In Game 1 of these NBA Finals, I was on the precipice of disgust with Tyson Cleotis Chandler. The man finished nine points and four rebounds, and was generally outplayed by nine other players for each of the 34 minutes he pretended to play basketball in the inaugural game of the series. He allowed Miami’s big three to completely control the game from what should be his domain. The Wade-James-Bosh collective brought in 28 rebounds and made 10 of 19 shots inside the paint. They challenged Chandler from the opening tip and the man failed to respond, leading to the only game this series that didn’t end as a one-possession game.
Fast-forward to Game Four, and Chandler has suddenly become the key to this series. In Games Two and Three, Chandler’s rebound totals increased to seven and 11, respectively. And in Game Four, he finished with an extremely respectable 16 rebounds. He’s increased his defensive intensity and was a part of the subtle change in game plan that suddenly got the Mavericks offense going. Not to say that the man completely played like his size would naturally dictate (that Dwyane Wade block immediately comes to mind), but he’s begun to leave his mark on these games, which will be huge for Dallas going forward.

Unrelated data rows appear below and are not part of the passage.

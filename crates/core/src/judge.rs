//! Pluggable judgment of free-text exclusion clauses.
//!
//! The exclusion evaluator hands each clause to a [`ClauseJudge`]. Implementations may be
//! rule-based, a trained classifier or a language model; the evaluator only sees the
//! [`Judgment`].

use crate::patient::ClinicalFacts;
use crate::MatchResult;
use async_trait::async_trait;

/// Decision on a single exclusion clause.
#[derive(Clone, Debug, PartialEq, Eq)]
pub enum Judgment {
    /// The patient is clear of the clause; the text explains why.
    Justification(String),
    /// The patient meets the exclusion clause.
    Disqualified,
    /// The judge could not decide. Nothing is recorded for the clause.
    NoOpinion,
}

/// Decides whether a patient is caught by an exclusion clause.
///
/// An `Err` means the judge was unavailable (timeout, transport failure, unusable reply);
/// the evaluator records it as [`Judgment::NoOpinion`], never as cleared.
#[async_trait]
pub trait ClauseJudge: Send + Sync {
    async fn judge(&self, clause: &str, facts: ClinicalFacts<'_>) -> MatchResult<Judgment>;
}

/// Judge that never forms an opinion.
#[derive(Clone, Copy, Debug, Default)]
pub struct AbstainingJudge;

#[async_trait]
impl ClauseJudge for AbstainingJudge {
    async fn judge(&self, _clause: &str, _facts: ClinicalFacts<'_>) -> MatchResult<Judgment> {
        Ok(Judgment::NoOpinion)
    }
}

/// Rule-based judge that screens clauses for the patient's recorded history.
///
/// A clause that names (case-insensitively, on word boundaries) any of the patient's
/// conditions, findings or medications disqualifies. Any other clause is cleared with a
/// justification naming the clause. Negated clauses ("patients without ...") are not
/// recognised.
#[derive(Clone, Copy, Debug, Default)]
pub struct KeywordJudge;

impl KeywordJudge {
    /// First recorded name mentioned by `clause`, if any.
    pub fn first_mention<'a>(clause: &str, facts: &ClinicalFacts<'a>) -> Option<&'a str> {
        let haystack = clause.to_lowercase();
        facts
            .all_names()
            .find(|name| mentions(&haystack, &name.to_lowercase()))
    }
}

fn is_word_char(c: char) -> bool {
    c.is_alphanumeric()
}

/// `true` when `needle` occurs in `haystack` with no word character on either side.
fn mentions(haystack: &str, needle: &str) -> bool {
    if needle.is_empty() {
        return false;
    }
    haystack.match_indices(needle).any(|(start, _)| {
        let end = start + needle.len();
        let before_ok = haystack[..start].chars().next_back().is_none_or(|c| !is_word_char(c));
        let after_ok = haystack[end..].chars().next().is_none_or(|c| !is_word_char(c));
        before_ok && after_ok
    })
}

#[async_trait]
impl ClauseJudge for KeywordJudge {
    async fn judge(&self, clause: &str, facts: ClinicalFacts<'_>) -> MatchResult<Judgment> {
        match Self::first_mention(clause, &facts) {
            Some(name) => {
                tracing::debug!(clause, mentioned = name, "clause names patient history");
                Ok(Judgment::Disqualified)
            }
            None => Ok(Judgment::Justification(format!(
                "Patient has no recorded condition, finding or medication named in the exclusion criterion \"{clause}\""
            ))),
        }
    }
}

#[cfg(test)]
mod tests {
    use super::*;
    use std::collections::BTreeSet;

    fn set(items: &[&str]) -> BTreeSet<String> {
        items.iter().map(|s| s.to_string()).collect()
    }

    #[test]
    fn mentions_respects_word_boundaries() {
        assert!(mentions("history of asthma.", "asthma"));
        assert!(mentions("asthma", "asthma"));
        assert!(!mentions("chemotherapy", "therapy"));
        assert!(!mentions("anything", ""));
    }

    #[test]
    fn first_mention_searches_conditions_then_findings_then_medications() {
        let conditions = set(&["Asthma"]);
        let findings = set(&["Smoker"]);
        let meds = set(&["Warfarin"]);
        let facts = ClinicalFacts {
            conditions: &conditions,
            findings: &findings,
            medications: &meds,
        };
        assert_eq!(
            KeywordJudge::first_mention("Warfarin users or smokers with asthma", &facts),
            Some("Asthma")
        );
        assert_eq!(
            KeywordJudge::first_mention("Current WARFARIN therapy", &facts),
            Some("Warfarin")
        );
        assert_eq!(KeywordJudge::first_mention("Pregnancy", &facts), None);
    }

    #[tokio::test]
    async fn keyword_judge_disqualifies_on_named_condition() {
        let conditions = set(&["Hypertension"]);
        let empty = BTreeSet::new();
        let facts = ClinicalFacts {
            conditions: &conditions,
            findings: &empty,
            medications: &empty,
        };
        let judgment = KeywordJudge
            .judge("Uncontrolled hypertension", facts)
            .await
            .unwrap();
        assert_eq!(judgment, Judgment::Disqualified);
    }

    #[tokio::test]
    async fn keyword_judge_clears_unrelated_clause() {
        let meds = set(&["Metformin"]);
        let empty = BTreeSet::new();
        let facts = ClinicalFacts {
            conditions: &empty,
            findings: &empty,
            medications: &meds,
        };
        let judgment = KeywordJudge.judge("Pregnancy", facts).await.unwrap();
        match judgment {
            Judgment::Justification(text) => assert!(text.contains("\"Pregnancy\"")),
            other => panic!("expected justification, got {other:?}"),
        }
    }

    #[tokio::test]
    async fn abstaining_judge_has_no_opinion() {
        let empty = BTreeSet::new();
        let facts = ClinicalFacts {
            conditions: &empty,
            findings: &empty,
            medications: &empty,
        };
        assert_eq!(
            AbstainingJudge.judge("anything", facts).await.unwrap(),
            Judgment::NoOpinion
        );
    }
}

As Game Four progressed, so did Chandler’s inept ability to singularly pick apart Miami on the boards. By the start of the second quarter, Chandler was figuring out how to use his body to gain position on Miami big men. Four of his rebounds directly resulted in Miami fouls from Joel Anthony and Udonis Haslem. He started cleaning up some of those defensive rebounds that Miami was using to keep themselves in the game despite shooting right around 30 percent in the first half.
By the fourth quarter he was using his Stretch Armstrong-esque upper limbs to grab some of the high arching boards that careened off the iron rim from misguided three point attempts to secure extra possessions in the waning minutes of the game. On the ones he couldn’t grab, he was tipping out to the perimeter, securing coveted extra possessions.
Tyson Chandler is (obviously) not the most gifted offensive big man we’ve seen, but he’s been increasing his propensity to do the dirty work Dallas is going to need to win this series. Ultimately, he’s going to have to complete some of the dunks he missed, he’s going to have to put in some of those tip-ins around the rim, and he’s going to have to play four quarters with the intensity and dedication to the glass that he did in Game Four’s fourth quarter if Dallas is going to take two of these final three games.
But after Game Four, I have to salute Tyson Chandler. He picked up some extra minutes with Brendon Haywood physically incapable to eat up some time on the floor and worked hard in each and every one of those minutes. He’s now giving Dallas a chance at success, because four rebounds from your starting center just isn’t going to cut it against this Miami team. Naturally, there’s a whole lot more Dallas is going to need going into Game Five, but their title hopes seem to be relying on how Chandler performs.